__Aim of the task__. Transcribe the records from the line containing "pub const TOPIC_TERMS: usize = 4;" onward, up to and including the final line, exactly and without anything else.

__Provided information__.

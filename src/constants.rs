//! Cross-cutting, shared constants.
//!
//! Scoring constants are the published rubric; changing any of them changes every
//! score the service returns.

/// Grammar score before deductions.
pub const GRAMMAR_SCORE_CEILING: f64 = 20.0;

/// Points deducted from the grammar score per reported error.
pub const ERROR_PENALTY: f64 = 0.5;

/// Essays with fewer whitespace-separated words than this are penalised.
pub const MIN_WORD_COUNT: usize = 300;

/// Points subtracted from the total score for short essays.
pub const LENGTH_PENALTY: f64 = 10.0;

/// Similarity (0..=1) is multiplied by this to produce the relevance score.
pub const RELEVANCE_SCALE: f64 = 10.0;

/// Characters of surrounding text kept on each side of a redundant phrase.
pub const REDUNDANCY_CONTEXT_CHARS: usize = 30;

/// Topics fitted per essay.
pub const TOPIC_COUNT: usize = 1;

/// Optimisation passes over the (single-document) corpus.
pub const TOPIC_PASSES: usize = 15;

/// Terms reported for the fitted topic.
pub const TOPIC_TERMS: usize = 4;

/// Tokens dropped before topic modelling.
pub const TOPIC_STOPWORDS: &[&str] = &["for", "a", "of", "the", "and", "to", "in"];

/// Label returned in place of topics when nothing is left after stopword removal.
pub const NO_TOPICS_LABEL: &str = "No topics identified";

/// Flagged spans that are never reported as grammar errors.
pub const ABBREVIATION_ALLOW_LIST: &[&str] =
    &["e.g.", "i.e.", "etc.", "Mr.", "Mrs.", "Dr.", "Prof."];

/// Bucket count of the hashed bag-of-words embedding.
pub const HASHED_EMBEDDING_DIM: usize = 512;

/// Token limit for the BERT sentence encoder.
pub const MAX_SEQ_LEN: usize = 512;

/// Response header carrying a short machine-readable outcome.
pub const ESSAY_STATUS_HEADER: &str = "x-essay-status";

/// Header value for a completed analysis.
pub const ESSAY_STATUS_ANALYZED: &str = "analyzed";

/// Header value for a completed analysis whose grammar check fell back.
pub const ESSAY_STATUS_DEGRADED: &str = "degraded";

/// Header value for health probes.
pub const ESSAY_STATUS_HEALTHY: &str = "healthy";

__Solution to this task__.
pub const TOPIC_TERMS: usize = 4;

/// Tokens dropped before topic modelling.
pub const TOPIC_STOPWORDS: &[&str] = &["for", "a", "of", "the", "and", "to", "in"];

/// Label returned in place of topics when nothing is left after stopword removal.
pub const NO_TOPICS_LABEL: &str = "No topics identified";

/// Flagged spans that are never reported as grammar errors.
pub const ABBREVIATION_ALLOW_LIST: &[&str] =
    &["e.g.", "i.e.", "etc.", "Mr.", "Mrs.", "Dr.", "Prof."];

/// Bucket count of the hashed bag-of-words embedding.
pub const HASHED_EMBEDDING_DIM: usize = 512;

/// Token limit for the BERT sentence encoder.
pub const MAX_SEQ_LEN: usize = 512;

/// Response header carrying a short machine-readable outcome.
pub const ESSAY_STATUS_HEADER: &str = "x-essay-status";

/// Header value for a completed analysis.
pub const ESSAY_STATUS_ANALYZED: &str = "analyzed";

/// Header value for a completed analysis whose grammar check fell back.
pub const ESSAY_STATUS_DEGRADED: &str = "degraded";

/// Header value for health probes.
pub const ESSAY_STATUS_HEALTHY: &str = "healthy";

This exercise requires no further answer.